In State v. Jay, 5 Vroom 368, and Drake v. State, 24 Id. 23, the contention was that in prosecutions for libel the jury, by force of the constitution, was made the judge of the law and the fact and vested with the right to review the rulings of the court on matters of law, as to all matters of variance between the proof and the allegations in the-indictment, as well as to its rulings admitting or excluding evidence. This construction of the constitutional provision was repudiated by the court. In the case first cited Chief Justice Beasley said : “Every person at all versed in the history of our law is *253aware that the constitutional amendment in question * * * was intended to amend the law, the evil being that by a course of decisions the jury had been deprived of their right to deal in the ordinary mode with this class of prosecutions.” The question he declared to be an open one was whether or not the jury, on the case being submitted to them, can decide the law for themselves, disregarding in this particular the instructions of the judge presiding at the trial. He added: “According to my present understanding, the jury have not been clothed with any such right, the sole effect of the provision being to place prosecutions for libel on the same footing with other criminal proceedings, so that the jury can in this class of cases not only settle the facts, but also make the proper application of the law as expounded by the court to such facts.” These remarks of the Chief Justice plainly indicate the opinion of that eminent and experienced jurist that neither by the law as it was in England before the Revolution nor by the law of this state was the jury in a criminal case vested with any other right than to settle the facts and make the proper application of the law as expounded by the court to such facts.

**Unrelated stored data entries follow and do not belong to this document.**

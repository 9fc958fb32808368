use std::fs;

use serde::{Deserialize, Serialize};

use crate::{
    centrality::{CentralityBin, CentralityClassifier},
    event_plane::qvector::{EtaBin, EtaRegion},
    expand_path,
    utils::enums::{Harmonic, Side},
    FlowError, FlowResult,
};

/// Every tunable number used by an analysis pass.
///
/// All fields have defaults, so a TOML file only needs to list the values it changes:
///
/// ```toml
/// [event_plane]
/// harmonic = 2
/// flatten_order = 12
///
/// [event_cuts]
/// vz_range = [-30.0, 30.0]
/// vr_center = [0.0, 0.0]
/// ```
#[derive(Debug, Clone, Default, PartialEq, Serialize, Deserialize)]
#[serde(default)]
pub struct AnalysisConfig {
    /// Vertex and trigger selection.
    pub event_cuts: EventCuts,
    /// Good-track definition used for multiplicity and flow observables.
    pub track_cuts: TrackCuts,
    /// Forward-detector hit selection.
    pub hit_cuts: HitCuts,
    /// Event-plane reconstruction parameters.
    pub event_plane: EventPlaneConfig,
    /// Multiplicity thresholds for centrality classes.
    pub centrality: CentralityConfig,
    /// Binning of the output histograms.
    pub binning: HistogramBinning,
}

impl AnalysisConfig {
    /// Parse a configuration from TOML text and validate it.
    pub fn from_toml_str(text: &str) -> FlowResult<Self> {
        let config: Self = toml::from_str(text)?;
        config.validate()?;
        Ok(config)
    }

    /// Read a configuration from a TOML file and validate it.
    pub fn from_toml_file(file_path: &str) -> FlowResult<Self> {
        let path = expand_path(file_path)?;
        Self::from_toml_str(&fs::read_to_string(path)?)
    }

    /// Render the configuration as TOML.
    pub fn to_toml_string(&self) -> FlowResult<String> {
        Ok(toml::to_string_pretty(self)?)
    }

    /// Check ranges and cross-field consistency.
    pub fn validate(&self) -> FlowResult<()> {
        self.event_cuts.validate()?;
        self.hit_cuts.validate()?;
        self.event_plane.validate()?;
        self.binning.validate()?;
        CentralityClassifier::new(self.centrality.bins.clone())?;
        Ok(())
    }
}

fn invalid<T>(reason: impl Into<String>) -> FlowResult<T> {
    Err(FlowError::InvalidConfig {
        reason: reason.into(),
    })
}

/// Event-level selection.
#[derive(Debug, Clone, PartialEq, Serialize, Deserialize)]
#[serde(default)]
pub struct EventCuts {
    /// Accepted primary-vertex $`z`$ window in cm, exclusive at both ends.
    pub vz_range: (f64, f64),
    /// Beam-spot centre $`(x, y)`$ in cm.
    pub vr_center: (f64, f64),
    /// Maximum transverse distance of the vertex from the beam-spot centre in cm.
    pub vr_max: f64,
    /// Maximum $`|v_z - v_z^{\text{VPD}}|`$ in cm; disabled when absent.
    pub max_vz_vpd_diff: Option<f64>,
    /// The event must carry at least one of these trigger ids. An empty list accepts all.
    pub trigger_ids: Vec<i32>,
}

impl Default for EventCuts {
    fn default() -> Self {
        Self {
            vz_range: (198.0, 202.0),
            vr_center: (0.0, -2.0),
            vr_max: 2.0,
            max_vz_vpd_diff: None,
            trigger_ids: vec![620052],
        }
    }
}

impl EventCuts {
    fn validate(&self) -> FlowResult<()> {
        if !(self.vz_range.0 < self.vz_range.1) {
            return invalid(format!("empty vz range {:?}", self.vz_range));
        }
        if !(self.vr_max > 0.0) {
            return invalid(format!("vr_max must be positive, got {}", self.vr_max));
        }
        if let Some(diff) = self.max_vz_vpd_diff {
            if !(diff > 0.0) {
                return invalid(format!("max_vz_vpd_diff must be positive, got {diff}"));
            }
        }
        Ok(())
    }
}

/// Good-track definition.
#[derive(Debug, Clone, PartialEq, Serialize, Deserialize)]
#[serde(default)]
pub struct TrackCuts {
    /// Minimum number of fit points.
    pub min_n_hits_fit: u32,
    /// Minimum ratio of fit points to possible points.
    pub min_hits_ratio: f64,
    /// Maximum distance of closest approach to the primary vertex in cm.
    pub max_dca: f64,
    /// Minimum transverse momentum in GeV/c.
    pub min_pt: f64,
}

impl Default for TrackCuts {
    fn default() -> Self {
        Self {
            min_n_hits_fit: 15,
            min_hits_ratio: 0.52,
            max_dca: 3.0,
            min_pt: 0.1,
        }
    }
}

/// Forward-detector hit selection.
#[derive(Debug, Clone, PartialEq, Serialize, Deserialize)]
#[serde(default)]
pub struct HitCuts {
    /// Hits below this many MIP equivalents are discarded.
    pub nmip_threshold: f64,
    /// Per-hit weights are clamped to this many MIP equivalents.
    pub max_weight: f64,
}

impl Default for HitCuts {
    fn default() -> Self {
        Self {
            nmip_threshold: 0.3,
            max_weight: 2.0,
        }
    }
}

impl HitCuts {
    fn validate(&self) -> FlowResult<()> {
        if !(self.nmip_threshold >= 0.0) {
            return invalid(format!(
                "nmip_threshold must be non-negative, got {}",
                self.nmip_threshold
            ));
        }
        if !(self.max_weight > 0.0) {
            return invalid(format!(
                "max_weight must be positive, got {}",
                self.max_weight
            ));
        }
        Ok(())
    }
}

/// Event-plane reconstruction parameters.
#[derive(Debug, Clone, PartialEq, Serialize, Deserialize)]
#[serde(default)]
pub struct EventPlaneConfig {
    /// Harmonic order of the reconstructed plane.
    pub harmonic: Harmonic,
    /// Detector side whose hits build the plane.
    pub side: Side,
    /// Pseudorapidity regions, each yielding its own angle.
    pub regions: Vec<EtaRegion>,
    /// A region needs at least this many contributing hits to define an angle.
    pub min_hits: usize,
    /// Highest Fourier term used by the flattening correction.
    pub flatten_order: usize,
    /// Flip $`Q`$ for odd harmonics on the east side so both sides share one sign convention.
    pub odd_harmonic_flip: bool,
    /// Calibration keys with fewer events than this are not written out.
    pub min_calibration_entries: u64,
}

impl Default for EventPlaneConfig {
    fn default() -> Self {
        Self {
            harmonic: Harmonic::First,
            side: Side::East,
            regions: vec![
                EtaRegion::new("full", vec![EtaBin::new(2.0, 6.0, 1.0)]),
                EtaRegion::new("inner", vec![EtaBin::new(3.5, 6.0, 1.0)]),
                EtaRegion::new("outer", vec![EtaBin::new(2.0, 3.5, 1.0)]),
            ],
            min_hits: 5,
            flatten_order: 10,
            odd_harmonic_flip: true,
            min_calibration_entries: 10,
        }
    }
}

impl EventPlaneConfig {
    fn validate(&self) -> FlowResult<()> {
        if self.regions.is_empty() {
            return invalid("at least one eta region is required");
        }
        for region in &self.regions {
            region.validate()?;
        }
        for (i, a) in self.regions.iter().enumerate() {
            if self.regions[i + 1..].iter().any(|b| b.name == a.name) {
                return invalid(format!("duplicate region name \"{}\"", a.name));
            }
        }
        if self.flatten_order == 0 {
            return invalid("flatten_order must be at least 1");
        }
        Ok(())
    }
}

/// Multiplicity thresholds for centrality classes, ordered from most to least central.
#[derive(Debug, Clone, PartialEq, Serialize, Deserialize)]
#[serde(default)]
pub struct CentralityConfig {
    /// Contiguous `[low, high)` multiplicity ranges.
    pub bins: Vec<CentralityBin>,
}

impl Default for CentralityConfig {
    fn default() -> Self {
        let edges: [(&str, u32, u32); 9] = [
            ("0-5%", 79, 196),
            ("5-10%", 64, 79),
            ("10-20%", 44, 64),
            ("20-30%", 30, 44),
            ("30-40%", 20, 30),
            ("40-50%", 13, 20),
            ("50-60%", 8, 13),
            ("60-70%", 5, 8),
            ("70-80%", 3, 5),
        ];
        Self {
            bins: edges
                .iter()
                .map(|(label, low, high)| CentralityBin::new(*label, *low, *high))
                .collect(),
        }
    }
}

/// Binning of the output histograms.
#[derive(Debug, Clone, PartialEq, Serialize, Deserialize)]
#[serde(default)]
pub struct HistogramBinning {
    /// Bins used for every event-plane angle histogram.
    pub angle_bins: usize,
    /// Pseudorapidity bins of the track-flow profiles.
    pub eta_bins: usize,
    /// Pseudorapidity range of the track-flow profiles.
    pub eta_range: (f64, f64),
    /// Transverse-momentum bins of the track QA histograms.
    pub pt_bins: usize,
    /// Transverse-momentum range of the track QA histograms in GeV/c.
    pub pt_range: (f64, f64),
    /// Upper edge of the multiplicity histogram.
    pub max_multiplicity: u32,
    /// $`|\eta|`$ bins of the forward-hit occupancy map.
    pub hit_eta_bins: usize,
    /// $`|\eta|`$ range of the forward-hit occupancy map.
    pub hit_eta_range: (f64, f64),
}

impl Default for HistogramBinning {
    fn default() -> Self {
        Self {
            angle_bins: 100,
            eta_bins: 20,
            eta_range: (-2.0, 2.0),
            pt_bins: 40,
            pt_range: (0.0, 4.0),
            max_multiplicity: 300,
            hit_eta_bins: 50,
            hit_eta_range: (1.5, 6.5),
        }
    }
}

impl HistogramBinning {
    fn validate(&self) -> FlowResult<()> {
        if self.angle_bins == 0 || self.eta_bins == 0 || self.pt_bins == 0 || self.hit_eta_bins == 0
        {
            return invalid("histogram bin counts must be positive");
        }
        if !(self.eta_range.0 < self.eta_range.1)
            || !(self.pt_range.0 < self.pt_range.1)
            || !(self.hit_eta_range.0 < self.hit_eta_range.1)
        {
            return invalid("histogram ranges must be non-empty");
        }
        if self.max_multiplicity == 0 {
            return invalid("max_multiplicity must be positive");
        }
        Ok(())
    }
}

It is not necessary to express any opinion in this case as to whether prosecutions for libel are on the same plane as prosecutions in other criminal cases. Since the opinion of Lord Mansfield, in Rex v. Woodfall, prosecutions for libel have been placed by statutes and constitutional prescriptions on a plane by themselves. From the earliest period of our judicial history the maxim “Ad questioners facti non respondent judiees,” so “Ad questioners juris non respondent jwratores,” has been regarded as expressing the functions of court and jury generally in the trial of criminal cases. By the consensus of the bar and the judiciary, it has been recognized as the established law of this state that in the trial of criminal cases questions of law were for the court and questions of fact for the jury, saving only the right of the jury to render a general verdict where questions of law and fact were combined in the issue. Judges from time immemorial have been *254accustomed in the trial of criminal cases to instruct juries that, while questions of fact were for their consideration, they were to take the law from the court. This form of instruction has been accepted by the bar without dissent, so far as the records of our courts of review disclose. The files of this court and of the Supreme Court contain numerous records of the proceedings of trials in the most important criminal cases. Errors have been assigned on the law as declared by the court, but this is the first instance in which, except in the trial of indictments for libel, an exception of this character has been brought to the cognizance of the judiciary of this state. The instructions of the court on this head were correct.

Finding no error in the record, the judgment should be affirmed.

For affirmance — Depue, Garrison, Lippincott, Adams, Hendrickson, Nixon, Vredenburg-h. 7.

For reversal — The Chancellor, Collins, Gummere, Ludlow, Bogert. 5.